→ What the exercise asks: Your answer should be every line of the records that contains the word "entry", copied as it stands.

→ Data records:
▼

use alloc::format;
use alloc::vec;
use alloc::vec::Vec;
use log::debug;

use super::{
    messages_to_peers, Dispute, DisputeAction, DisputeOutcome, Effect, Effects, FailureReason,
    SharedData,
};
use crate::channel::{PartIdx, SignedState, State, StoreError};
use crate::messages::{Notification, ParticipantMessage, SupportProof, TransactionRequest};
use crate::Hash;

/// Actions driving an [ApplicationProtocol].
#[derive(Debug, Clone)]
pub enum ApplicationAction {
    /// A state our side wants to sign and send, produced from a host
    /// request.
    OwnStateProduced(State),
    /// A signed state received from a peer.
    StateReceived(SignedState),
    /// The host asked us to take the channel on-chain.
    ChallengeRequested,
    /// A challenge against this channel was registered on-chain.
    ChallengeDetected {
        finalizes_at: u64,
        challenge_states: Vec<SignedState>,
    },
    Dispute(DisputeAction),
    /// The channel concluded on-chain.
    Concluded,
}

/// Lifecycle of one application channel, from the pre-fund handshake to
/// conclusion.
///
/// The off-chain happy path never leaves [ApplicationProtocol::Ongoing];
/// a dispute detours through [ApplicationProtocol::WaitForDispute] and
/// returns to `Ongoing` if the channel survives. All terminal states
/// absorb every further action, so replayed events cannot resurrect a
/// closed channel.
#[derive(Debug)]
pub enum ApplicationProtocol {
    /// Waiting for the pre-fund setup state to collect every signature.
    WaitForFirstState { channel_id: Hash },
    Ongoing { channel_id: Hash },
    WaitForDispute { channel_id: Hash, dispute: Dispute },
    Success { channel_id: Hash },
    Failure {
        channel_id: Hash,
        reason: FailureReason,
    },
}

impl ApplicationProtocol {
    /// Open a channel as its proposer (participant 0): sign the pre-fund
    /// setup state and send it to every peer.
    pub fn propose(state0: State, shared: &mut SharedData) -> Result<(Self, Effects), StoreError> {
        let channel = state0.channel.clone();
        let channel_id = shared.store.initialize(channel.clone(), 0)?;
        let signed = shared.store.sign_and_store(state0)?;

        let mut effects = messages_to_peers(
            &channel,
            0,
            ParticipantMessage::SignedStates(vec![signed.clone()]),
        );
        effects.push(Effect::Notify(Notification::StateSigned {
            channel_id,
            turn_num: 0,
        }));
        debug!("application: proposed channel {:?}", channel_id);
        Ok((ApplicationProtocol::WaitForFirstState { channel_id }, effects))
    }

    /// Join a channel someone else proposed: validate the pre-fund setup
    /// state, countersign it and send our signature to every peer.
    pub fn join(
        signed: SignedState,
        our_index: PartIdx,
        shared: &mut SharedData,
    ) -> Result<(Self, Effects), StoreError> {
        let state = signed.state().clone();
        let channel_id = shared.store.check_and_initialize(signed, our_index)?;
        let counter = shared.store.sign_and_store(state.clone())?;

        let supported = counter.is_supported(shared.store.signer());
        let mut effects = messages_to_peers(
            &state.channel,
            our_index,
            ParticipantMessage::SignedStates(vec![counter]),
        );
        effects.push(Effect::Notify(Notification::StateSigned {
            channel_id,
            turn_num: 0,
        }));
        debug!("application: joined channel {:?}", channel_id);
        let phase = if supported {
            ApplicationProtocol::Ongoing { channel_id }
        } else {
            ApplicationProtocol::WaitForFirstState { channel_id }
        };
        Ok((phase, effects))
    }

    pub fn channel_id(&self) -> Hash {
        match self {
            ApplicationProtocol::WaitForFirstState { channel_id }
            | ApplicationProtocol::Ongoing { channel_id }
            | ApplicationProtocol::WaitForDispute { channel_id, .. }
            | ApplicationProtocol::Success { channel_id }
            | ApplicationProtocol::Failure { channel_id, .. } => *channel_id,
        }
    }

    pub fn is_terminal(&self) -> bool {
        matches!(
            self,
            ApplicationProtocol::Success { .. } | ApplicationProtocol::Failure { .. }
        )
    }

    pub fn reduce(self, action: ApplicationAction, shared: &mut SharedData) -> (Self, Effects) {
        match self {
            ApplicationProtocol::WaitForFirstState { channel_id } => match action {
                ApplicationAction::StateReceived(signed) => {
                    let (effects, accepted_turn) = Self::ingest(channel_id, signed, shared);
                    if accepted_turn.is_some()
                        && shared.store.latest_supported_state(channel_id).is_ok()
                    {
                        debug!("application: channel {:?} is running", channel_id);
                        return (ApplicationProtocol::Ongoing { channel_id }, effects);
                    }
                    (ApplicationProtocol::WaitForFirstState { channel_id }, effects)
                }
                ApplicationAction::ChallengeDetected {
                    finalizes_at,
                    challenge_states,
                } => Self::enter_dispute_response(
                    channel_id,
                    finalizes_at,
                    &challenge_states,
                    shared,
                ),
                ApplicationAction::Concluded => {
                    (ApplicationProtocol::Success { channel_id }, vec![])
                }
                _ => (ApplicationProtocol::WaitForFirstState { channel_id }, vec![]),
            },

            ApplicationProtocol::Ongoing { channel_id } => match action {
                ApplicationAction::OwnStateProduced(state) => {
                    let turn_num = state.turn_num();
                    match shared.store.sign_and_store(state) {
                        Ok(signed) => {
                            let entry = shared
                                .store
                                .entry(channel_id)
                                .expect("entry exists while the protocol runs");
                            let mut effects = messages_to_peers(
                                entry.channel(),
                                entry.our_index(),
                                ParticipantMessage::SignedStates(vec![signed]),
                            );
                            effects.push(Effect::Notify(Notification::StateSigned {
                                channel_id,
                                turn_num,
                            }));
                            effects.extend(Self::conclude_if_final(channel_id, shared));
                            (ApplicationProtocol::Ongoing { channel_id }, effects)
                        }
                        // recoverable: the host may retry with corrected input
                        Err(e) => (
                            ApplicationProtocol::Ongoing { channel_id },
                            vec![Effect::Notify(Notification::SigningFailed {
                                channel_id,
                                reason: format!("{:?}", e),
                            })],
                        ),
                    }
                }
                ApplicationAction::StateReceived(signed) => {
                    let (mut effects, accepted) = Self::ingest(channel_id, signed, shared);
                    if accepted.is_some() {
                        effects.extend(Self::conclude_if_final(channel_id, shared));
                    }
                    (ApplicationProtocol::Ongoing { channel_id }, effects)
                }
                ApplicationAction::ChallengeRequested => {
                    let (dispute, effects) = Dispute::challenge(channel_id, shared);
                    Self::settle_dispute(channel_id, dispute, effects)
                }
                ApplicationAction::ChallengeDetected {
                    finalizes_at,
                    challenge_states,
                } => Self::enter_dispute_response(
                    channel_id,
                    finalizes_at,
                    &challenge_states,
                    shared,
                ),
                ApplicationAction::Concluded => {
                    (ApplicationProtocol::Success { channel_id }, vec![])
                }
                ApplicationAction::Dispute(_) => {
                    (ApplicationProtocol::Ongoing { channel_id }, vec![])
                }
            },

            ApplicationProtocol::WaitForDispute { channel_id, dispute } => match action {
                ApplicationAction::Dispute(a) => {
                    let (dispute, effects) = dispute.reduce(a);
                    Self::settle_dispute(channel_id, dispute, effects)
                }
                // states keep flowing into the store during a dispute
                ApplicationAction::StateReceived(signed) => {
                    let (effects, _) = Self::ingest(channel_id, signed, shared);
                    (
                        ApplicationProtocol::WaitForDispute { channel_id, dispute },
                        effects,
                    )
                }
                ApplicationAction::Concluded => {
                    let (dispute, effects) =
                        dispute.reduce(DisputeAction::Concluded { channel_id });
                    Self::settle_dispute(channel_id, dispute, effects)
                }
                _ => (
                    ApplicationProtocol::WaitForDispute { channel_id, dispute },
                    vec![],
                ),
            },

            terminal => (terminal, vec![]),
        }
    }

    /// Validate a peer state into the store, reporting the result as a
    /// notification. Returns the accepted turn number, if any.
    fn ingest(
        channel_id: Hash,
        signed: SignedState,
        shared: &mut SharedData,
    ) -> (Effects, Option<u64>) {
        let turn_num = signed.state().turn_num();
        match shared.store.check_and_store(signed) {
            Ok(()) => (
                vec![Effect::Notify(Notification::ValidationSucceeded {
                    channel_id,
                    turn_num,
                })],
                Some(turn_num),
            ),
            Err(e) => (
                vec![Effect::Notify(Notification::ValidationFailed {
                    channel_id,
                    reason: format!("{:?}", e),
                })],
                None,
            ),
        }
    }

    /// A supported final state concludes the channel on-chain.
    fn conclude_if_final(channel_id: Hash, shared: &SharedData) -> Effects {
        match shared.store.latest_supported_signed_state(channel_id) {
            Ok(signed) if signed.state().is_final => {
                debug!("application: concluding {:?}", channel_id);
                vec![Effect::Transaction(TransactionRequest::Conclude {
                    proof: SupportProof::from_supported_state(&signed),
                })]
            }
            _ => vec![],
        }
    }

    fn enter_dispute_response(
        channel_id: Hash,
        finalizes_at: u64,
        challenge_states: &[SignedState],
        shared: &mut SharedData,
    ) -> (Self, Effects) {
        let (dispute, effects) =
            Dispute::respond(channel_id, finalizes_at, challenge_states, shared);
        Self::settle_dispute(channel_id, dispute, effects)
    }

    /// Map a dispute's progress onto the channel lifecycle.
    fn settle_dispute(channel_id: Hash, dispute: Dispute, mut effects: Effects) -> (Self, Effects) {
        match dispute.outcome() {
            None => (
                ApplicationProtocol::WaitForDispute { channel_id, dispute },
                effects,
            ),
            Some(DisputeOutcome::ChallengingSuccessOpen)
            | Some(DisputeOutcome::RespondingSuccess) => {
                debug!("application: dispute resolved, {:?} stays open", channel_id);
                (ApplicationProtocol::Ongoing { channel_id }, effects)
            }
            Some(DisputeOutcome::ChallengingSuccessClosed) => {
                effects.push(Effect::Transaction(TransactionRequest::TransferAll {
                    channel_id,
                }));
                (ApplicationProtocol::Success { channel_id }, effects)
            }
            Some(DisputeOutcome::ChallengingFailure) => {
                // the challenge transaction never landed, so the channel
                // is untouched on-chain; the host may retry
                effects.push(Effect::Notify(Notification::ProtocolFailed {
                    channel_id,
                    reason: format!("{:?}", DisputeOutcome::ChallengingFailure),
                }));
                (ApplicationProtocol::Ongoing { channel_id }, effects)
            }
            Some(DisputeOutcome::RespondingFailure) => {
                effects.push(Effect::Notify(Notification::ProtocolFailed {
                    channel_id,
                    reason: format!("{:?}", DisputeOutcome::RespondingFailure),
                }));
                (
                    ApplicationProtocol::Failure {
                        channel_id,
                        reason: FailureReason::ChallengeExpired,
                    },
                    effects,
                )
            }
        }
    }
}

▲

→ Answer section:
                            let entry = shared
                                .entry(channel_id)
                                .expect("entry exists while the protocol runs");
                                entry.channel(),
                                entry.our_index(),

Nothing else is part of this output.